Idiot-proof burning a live CD from an ISO image for me
June 3, 2013 2:25 PM   Subscribe

I am a Linux noob - I have downloaded an ISO file, extracted it, and now would like to use it to create a live CD. Can someone give me a simple, step-by-step explanation of how to do this?

So far none of the FAQs I've found provide the very rudimentary hand-holding that I apparently need.

The extracted image contains two folders w/multiple files, as well as a number of freestanding files. I'm running Ubuntu 12.04 and have Roxio installed. Thanks for helping someone to whom this stuff doesn't come naturally learn by doing -
posted by ryanshepard to Computers & Internet (15 answers total) 2 users marked this as a favorite
 
You don't need to extract the image. Roxio should be able to take the ISO file itself as an input (the ISO is the image) to burn the disc with. In fact, I think ISO burning might be built into Windows these days, so my first recommendation would be to simply right-click on the ISO and see if one of the context-menu options is to burn it.
posted by stopgap at 2:29 PM on June 3, 2013 [1 favorite]


Probably also built into Ubuntu, but if not, Roxio should have an association with ISO files. Either way, double click it and see what happens!
posted by MoTLD at 2:30 PM on June 3, 2013


Oh wait, you are already running Ubuntu? I was placing you one step earlier in the noob process. Disregard my comment about ISO burning being built into Windows.
posted by stopgap at 2:30 PM on June 3, 2013




Best answer: How do you install Roxio on Ubuntu? Isn't Roxio a Windows program?

Anyway, you should be able to right-click the .iso file and one of the options should be something like "burn cd".
posted by gjc at 2:43 PM on June 3, 2013 [2 favorites]


Best answer: Note: you don't want to burn a cd that contains the ISO file, rather, the ISO file is a disk image of what will go onto the CD.
posted by gjc at 2:44 PM on June 3, 2013 [2 favorites]


If you are on a linux system already, there's a good chance all you need is opening a terminal shell, navigating to the folder where the .iso file was downloaded and doing cdrecord filename.iso.
posted by Dr Dracator at 2:54 PM on June 3, 2013 [1 favorite]


I noticed that I had a hard time burning ISO images to DVD with a computer with a slower processor and cheaper disc drive. I had a lot more success when I upgraded to a more powerful computer.
posted by KokuRyu at 3:01 PM on June 3, 2013


If you're running a relatively recent Linux distribution, then there's a graphical tool called "brasero" which will burn an iso image to a CD. Either start a terminal and type brasero (followed by return) at the prompt, or search for it: it'll be in the applications menu somewhere.

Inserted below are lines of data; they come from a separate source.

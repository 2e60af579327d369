//! Call graph construction for normalized element trees
//!
//! Calls are resolved by name through each element's scope chain. Calls that look like
//! HTTP requests are classified instead of resolved, and can be linked to routes declared
//! in the analyzed code.

mod api_classifier;
mod call_graph;
mod endpoint_matcher;
mod focus;

pub use call_graph::CallGraph;
pub use endpoint_matcher::{collect_endpoints, match_endpoints, Endpoint};
pub use focus::focus;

Alternatively, the commandline tool wodim will do the job, as jingzuo's link explains.
posted by pharm at 3:07 PM on June 3, 2013


Response by poster: How do you install Roxio on Ubuntu? Isn't Roxio a Windows program?

You can't, and yes - I've got Brasero, as pharm notes. My brain still associates "Roxio" with "CD burner", apparently.
posted by ryanshepard at 3:52 PM on June 3, 2013


The Brasero option you want is "Burn image" - bottom button in the left pane when you start it.
posted by flabdablet at 6:25 PM on June 3, 2013


Best answer: Do as gjc says. Close the box that opens with "what do you wish to do with this CD" when it pops up after you insert your CD. Right click on the iso image icon. Click burn to CD. Reduce the burn speed to slowest possible in the box that appears (reduces the likelihood of errors). CD will burn, sometimes producing an error message or two at the end (usually safe to ignore). CD will either eject or you press the button as instructed in the error message. Shut down and start, or restart, computer. Slip CD in really quickly on start. Make sure your startup settings are set to CD drive before HDD (either via startup options in boot screen, or via bios boot menu). Test live CD.
posted by Ahab at 7:05 PM on June 3, 2013 [2 favorites]

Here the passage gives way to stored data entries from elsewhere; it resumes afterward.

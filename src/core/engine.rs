// src/core/engine.rs
use std::collections::HashMap;
use std::path::{Path, PathBuf};
use std::time::Duration;
use anyhow::{bail, Context, Result};
use tokio::task::JoinSet;
use tracing::{debug, info, warn};

use crate::config::{Config, LayoutConfig, ParsingConfig};
use crate::error::CanvasError;
use super::call_graph::{collect_endpoints, focus, match_endpoints, CallGraph, Endpoint};
use super::canvas::{CanvasDocument, FlowSynthesizer, StructuralLayout};
use super::llm::{analyze_with_retry, create_analyzer, AnalysisRequest, ContextCompiler, ContextSource};
use super::parser::{CodeParser, ParsedFile};

/// Options for the structural command
#[derive(Debug, Clone, Default)]
pub struct StructuralOptions {
    pub paths: Vec<PathBuf>,
    pub entrypoint: Option<String>,
    pub output: Option<PathBuf>,
    pub show_docstrings: bool,
    pub show_params: bool,
    pub compact: bool,
    pub stdout: bool,
}

/// Options for the flow command
#[derive(Debug, Clone, Default)]
pub struct FlowOptions {
    pub file: PathBuf,
    pub entrypoint: Option<String>,
    pub output: Option<PathBuf>,
    pub model: Option<String>,
    pub show_analysis: bool,
    pub dry_run: bool,
    pub compact: bool,
    pub stdout: bool,
}

/// One file after parsing and call resolution
struct AnalyzedFile {
    parsed: ParsedFile,
    graph: CallGraph,
}

/// Main orchestration engine for both canvas commands
pub struct Engine {
    config: Config,
}

impl Engine {
    /// Create a new engine with configuration from `config_path` or the working directory
    pub fn new(config_path: Option<&Path>) -> Result<Self> {
        let config = Config::load_or_default(config_path).context("load configuration")?;
        debug!("Loaded configuration: {:?}", config);
        Ok(Self::from_config(config))
    }

    pub fn from_config(config: Config) -> Self {
        Self { config }
    }

    /// Draw the structure of one or more files
    pub async fn structural(&self, options: StructuralOptions) -> Result<()> {
        let parser = CodeParser::new(&self.config.parsing).context("initialize parsers")?;
        let files = parser.discover_files(&options.paths).context("discover input files")?;
        if files.is_empty() {
            bail!("no supported source files found in the given paths");
        }

        info!("🔍 Analyzing {} file(s)", files.len());
        let mut analyzed = self.analyze_files(files).await?;

        let endpoints: Vec<Endpoint> = analyzed.iter().flat_map(|f| collect_endpoints(&f.parsed.root)).collect();
        if !endpoints.is_empty() {
            let matched: usize = analyzed.iter_mut().map(|f| match_endpoints(&mut f.graph, &endpoints)).sum();
            info!("🔗 Matched {} API call(s) against {} endpoint(s)", matched, endpoints.len());
        }

        if let Some(entrypoint) = &options.entrypoint {
            analyzed = focus_files(analyzed, entrypoint)?;
        }

        let layout_config = self.layout_config(options.show_docstrings, options.show_params);
        let layout = StructuralLayout::new(&layout_config, &self.config.palette);

        let mut documents = Vec::with_capacity(analyzed.len());
        for file in &analyzed {
            let document = layout
                .build(&file.parsed.root, &file.graph)
                .with_context(|| format!("layout {}", file.parsed.path.display()))?;
            debug!(
                "{}: {} nodes, {} edges",
                file.parsed.path.display(),
                document.nodes.len(),
                document.edges.len()
            );
            documents.push(document);
        }

        let paths: Vec<PathBuf> = analyzed.iter().map(|f| f.parsed.path.clone()).collect();

        // Render everything before touching the filesystem
        let rendered: Vec<(Option<PathBuf>, String)> = if options.stdout || options.output.is_some() {
            let document = if documents.len() == 1 {
                documents.remove(0)
            } else {
                CanvasDocument::merge_horizontal(documents, layout_config.column_gutter)
            };
            let json = document.to_json(options.compact).context("render canvas")?;
            vec![(options.output.as_deref().map(canvas_path), json)]
        } else {
            let outputs = default_structural_outputs(&paths);
            let mut rendered = Vec::with_capacity(documents.len());
            for (document, output) in documents.iter().zip(outputs) {
                rendered.push((Some(output), document.to_json(options.compact).context("render canvas")?));
            }
            rendered
        };

        for (output, json) in rendered {
            match output {
                Some(path) if !options.stdout => {
                    write_atomic(&path, &json)?;
                    info!("✅ Canvas written: {}", path.display());
                }
                _ => println!("{}", json),
            }
        }
        Ok(())
    }

    /// Draw the execution flow of one file or one entrypoint in it
    pub async fn flow(&self, options: FlowOptions) -> Result<()> {
        let path = options.file.as_path();
        let mut parser = CodeParser::new(&self.config.parsing).context("initialize parsers")?;
        let parsed = parser
            .parse_file(path)
            .with_context(|| format!("parse {}", path.display()))?;

        let mut graph = CallGraph::build(&parsed.root);
        let endpoints = collect_endpoints(&parsed.root);
        match_endpoints(&mut graph, &endpoints);

        let (root, graph, entry_id) = match &options.entrypoint {
            Some(entrypoint) => {
                let (root, graph) = focus(&parsed.root, &graph, entrypoint)
                    .with_context(|| format!("resolve {} in {}", entrypoint, path.display()))?;
                let entry_id = root.find_by_path(entrypoint).map(|e| e.id.clone());
                (root, graph, entry_id)
            }
            None => (parsed.root.clone(), graph, None),
        };

        let source = ContextSource {
            path: &parsed.path,
            language: &parsed.language,
            source: &parsed.source,
        };
        let context = ContextCompiler::new(self.config.analysis.max_context_chars).compile(
            &source,
            &root,
            &graph,
            entry_id.as_deref(),
        );
        if context.truncated {
            warn!(
                "Context truncated to {} characters; the flow may be incomplete",
                self.config.analysis.max_context_chars
            );
        }

        let model = options
            .model
            .clone()
            .unwrap_or_else(|| self.config.analysis.model.clone());

        if options.dry_run {
            println!("{}", context.text);
            println!(
                "-- {} element(s), {} chars, ~{} tokens, model {}",
                context.elements.len(),
                context.text.len(),
                context.estimate_tokens(),
                model
            );
            return Ok(());
        }

        let analyzer = create_analyzer(&self.config.analysis).context("initialize analyzer")?;
        let request = AnalysisRequest {
            context: context.text,
            entrypoint: options.entrypoint.clone().unwrap_or_else(|| root.name.clone()),
            model,
        };

        info!(
            "🧠 Requesting flow analysis from {} ({}, ~{} tokens)",
            analyzer.provider_name(),
            request.model,
            request.context.len().div_ceil(4)
        );

        let timeout = Duration::from_secs(self.config.analysis.timeout_secs);
        let analysis = tokio::select! {
            result = analyze_with_retry(analyzer.as_ref(), &request, timeout) => {
                result
                    .map_err(CanvasError::from)
                    .with_context(|| format!("analyze {}", path.display()))?
            }
            _ = tokio::signal::ctrl_c() => {
                return Err(CanvasError::Cancelled).with_context(|| format!("analyze {}", path.display()));
            }
        };

        if options.show_analysis {
            println!("{}", serde_json::to_string_pretty(&analysis).context("render analysis")?);
        }

        let layout_config = self.layout_config(true, true);
        let document = FlowSynthesizer::new(&layout_config, &self.config.palette)
            .build(&analysis)
            .with_context(|| format!("layout flow for {}", path.display()))?;
        let json = document.to_json(options.compact).context("render canvas")?;

        if options.stdout {
            println!("{}", json);
            return Ok(());
        }

        let output = match &options.output {
            Some(output) => canvas_path(output),
            None => default_flow_output(path, options.entrypoint.as_deref()),
        };
        write_atomic(&output, &json)?;
        info!("✅ Flow canvas written: {} ({} steps)", output.display(), document.nodes.len());
        Ok(())
    }

    /// Parse and resolve every file on the blocking pool, sorted by path
    async fn analyze_files(&self, files: Vec<PathBuf>) -> Result<Vec<AnalyzedFile>> {
        let mut tasks = JoinSet::new();
        for path in files {
            let parsing = self.config.parsing.clone();
            tasks.spawn_blocking(move || analyze_file(&parsing, &path));
        }

        let mut analyzed = Vec::new();
        while let Some(joined) = tasks.join_next().await {
            analyzed.push(joined.context("file pipeline panicked")??);
        }

        analyzed.sort_by(|a, b| a.parsed.path.cmp(&b.parsed.path));
        Ok(analyzed)
    }

    fn layout_config(&self, show_docstrings: bool, show_params: bool) -> LayoutConfig {
        let mut layout = self.config.layout.clone();
        layout.show_docstrings &= show_docstrings;
        layout.show_params &= show_params;
        layout
    }
}

fn analyze_file(parsing: &ParsingConfig, path: &Path) -> Result<AnalyzedFile> {
    let mut parser = CodeParser::new(parsing).context("initialize parsers")?;
    let parsed = parser
        .parse_file(path)
        .with_context(|| format!("parse {}", path.display()))?;
    let graph = CallGraph::build(&parsed.root);

    debug!(
        "{}: {} elements, {} edges, {} unresolved, {} API calls",
        path.display(),
        parsed.root.walk().len(),
        graph.edges.len(),
        graph.unresolved.len(),
        graph.api_call_count()
    );
    Ok(AnalyzedFile { parsed, graph })
}

/// Focus every file that defines `entrypoint`; files without it are left out
fn focus_files(files: Vec<AnalyzedFile>, entrypoint: &str) -> Result<Vec<AnalyzedFile>> {
    let mut focused = Vec::new();

    for file in files {
        match focus(&file.parsed.root, &file.graph, entrypoint) {
            Ok((root, graph)) => focused.push(AnalyzedFile {
                parsed: ParsedFile { root, ..file.parsed },
                graph,
            }),
            Err(CanvasError::EntrypointNotFound(_)) => {
                debug!("{} does not define {}", file.parsed.path.display(), entrypoint);
            }
            Err(e) => {
                return Err(e).with_context(|| format!("resolve {} in {}", entrypoint, file.parsed.path.display()));
            }
        }
    }

    if focused.is_empty() {
        return Err(CanvasError::EntrypointNotFound(entrypoint.to_string())).context("resolve entrypoint");
    }
    Ok(focused)
}

/// Force the `.canvas` extension
fn canvas_path(path: &Path) -> PathBuf {
    if path.extension().is_some_and(|ext| ext == "canvas") {
        path.to_path_buf()
    } else {
        path.with_extension("canvas")
    }
}

/// `<file>.canvas` next to each input; inputs sharing a stem keep their extension in the name
fn default_structural_outputs(paths: &[PathBuf]) -> Vec<PathBuf> {
    let mut counts: HashMap<PathBuf, usize> = HashMap::new();
    for path in paths {
        *counts.entry(path.with_extension("canvas")).or_default() += 1;
    }

    paths
        .iter()
        .map(|path| {
            let output = path.with_extension("canvas");
            if counts[&output] > 1 {
                let mut name = path.as_os_str().to_owned();
                name.push(".canvas");
                PathBuf::from(name)
            } else {
                output
            }
        })
        .collect()
}

/// `<stem>[_<entry>]_flow.canvas` next to the input
fn default_flow_output(path: &Path, entrypoint: Option<&str>) -> PathBuf {
    let stem = path
        .file_stem()
        .map(|s| s.to_string_lossy().to_string())
        .unwrap_or_else(|| "flow".to_string());
    let name = match entrypoint {
        Some(entry) => format!("{}_{}_flow.canvas", stem, entry.replace('.', "_")),
        None => format!("{}_flow.canvas", stem),
    };
    path.with_file_name(name)
}

/// Write via a sibling temp file so a failed run never leaves a partial canvas
fn write_atomic(path: &Path, content: &str) -> Result<()> {
    if let Some(parent) = path.parent().filter(|p| !p.as_os_str().is_empty()) {
        std::fs::create_dir_all(parent).with_context(|| format!("write {}", parent.display()))?;
    }

    let mut tmp = path.as_os_str().to_owned();
    tmp.push(".tmp");
    let tmp = PathBuf::from(tmp);

    std::fs::write(&tmp, content).with_context(|| format!("write {}", tmp.display()))?;
    if let Err(e) = std::fs::rename(&tmp, path) {
        let _ = std::fs::remove_file(&tmp);
        return Err(e).with_context(|| format!("write {}", path.display()));
    }
    Ok(())
}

Response by poster: Thanks all, esp. gjc and Ahab - I was overthinking this!
posted by ryanshepard at 7:13 PM on June 3, 2013 [1 favorite]

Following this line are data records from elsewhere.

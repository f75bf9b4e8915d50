//! Runs the detection pipeline over a small synthetic batch containing a
//! kickback cycle, a structuring fan-out, and a shell layering chain.

use fraud_ring_detector::{run_detection, DetectionConfig, RawRow};

fn row(id: &str, from: &str, to: &str, amount: &str, ts: &str) -> RawRow {
    RawRow::from([
        ("transaction_id".to_string(), id.to_string()),
        ("sender_id".to_string(), from.to_string()),
        ("receiver_id".to_string(), to.to_string()),
        ("amount".to_string(), amount.to_string()),
        ("timestamp".to_string(), ts.to_string()),
    ])
}

fn main() {
    tracing_subscriber::fmt::init();

    let mut rows = vec![
        row("T1", "ALICE", "BOB", "5000", "2024-03-01 09:00:00"),
        row("T2", "BOB", "CARL", "5000", "2024-03-01 10:00:00"),
        row("T3", "CARL", "ALICE", "5000", "2024-03-01 11:00:00"),
    ];

    for i in 0..10 {
        rows.push(row(
            &format!("F{i}"),
            "HUB",
            &format!("MULE{i}"),
            "900",
            &format!("2024-03-02 {:02}:00:00", i),
        ));
    }

    rows.push(row("C1", "SOURCE", "SHELL1", "1200", "2024-03-03 00:00:00"));
    rows.push(row("C2", "SHELL1", "SHELL2", "1200", "2024-03-03 01:00:00"));
    rows.push(row("C3", "SHELL2", "SHELL3", "1200", "2024-03-03 02:00:00"));
    rows.push(row("C4", "SHELL3", "SINK", "1200", "2024-03-03 03:00:00"));

    let report = run_detection(rows, &DetectionConfig::default()).expect("detection batch is valid");

    println!("=== Fraud Ring Detection ===\n");
    println!(
        "{} transactions, {} accounts, {} fraud rings found in {:.3}s",
        report.summary.total_transactions,
        report.summary.total_accounts_analyzed,
        report.summary.fraud_rings_detected,
        report.summary.processing_time_seconds
    );

    for ring in &report.fraud_rings {
        println!(
            "\n{} [{}] risk={:.1}",
            ring.ring_id, ring.pattern_type, ring.risk_score
        );
        println!("  members: {}", ring.member_accounts.join(", "));
    }

    println!("\n=== Top Suspicious Accounts ===");
    for account in report.suspicious_accounts.iter().take(5) {
        println!(
            "{:<10} score={:.1} level={} ring={:?} patterns={:?}",
            account.account_id,
            account.suspicion_score,
            account.risk_level,
            account.ring_id,
            account.detected_patterns
        );
    }
}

For what it's worth, I personally do not follow Ahab's "burn at slowest possible speed" advice. I seem to remember it made a difference for burning audio CDs circa 2003, but these days I just use the default (fastest, I assume) speed and never seem to have a problem. Not that I burn CDs very often any more.
posted by pont at 10:09 PM on June 3, 2013


I'm pretty sure you can get away with just `cat image.iso > /dev/cdrom` these days on a decent system. Some time back the Linux 'treat CD as a SCSI device' driver magic got a lot better. The specialized tools for burning CDs take a bit more care to handle buffers and timing things to make sure that first and only write goes smootly but isn't needed as much these days of more RAM, faster CPUs, better drives... You need them for specialized things like writing audio and track at a time and unfinalized writes and such but the disk at once image writing can be done with `cat` or `dd` just as easily.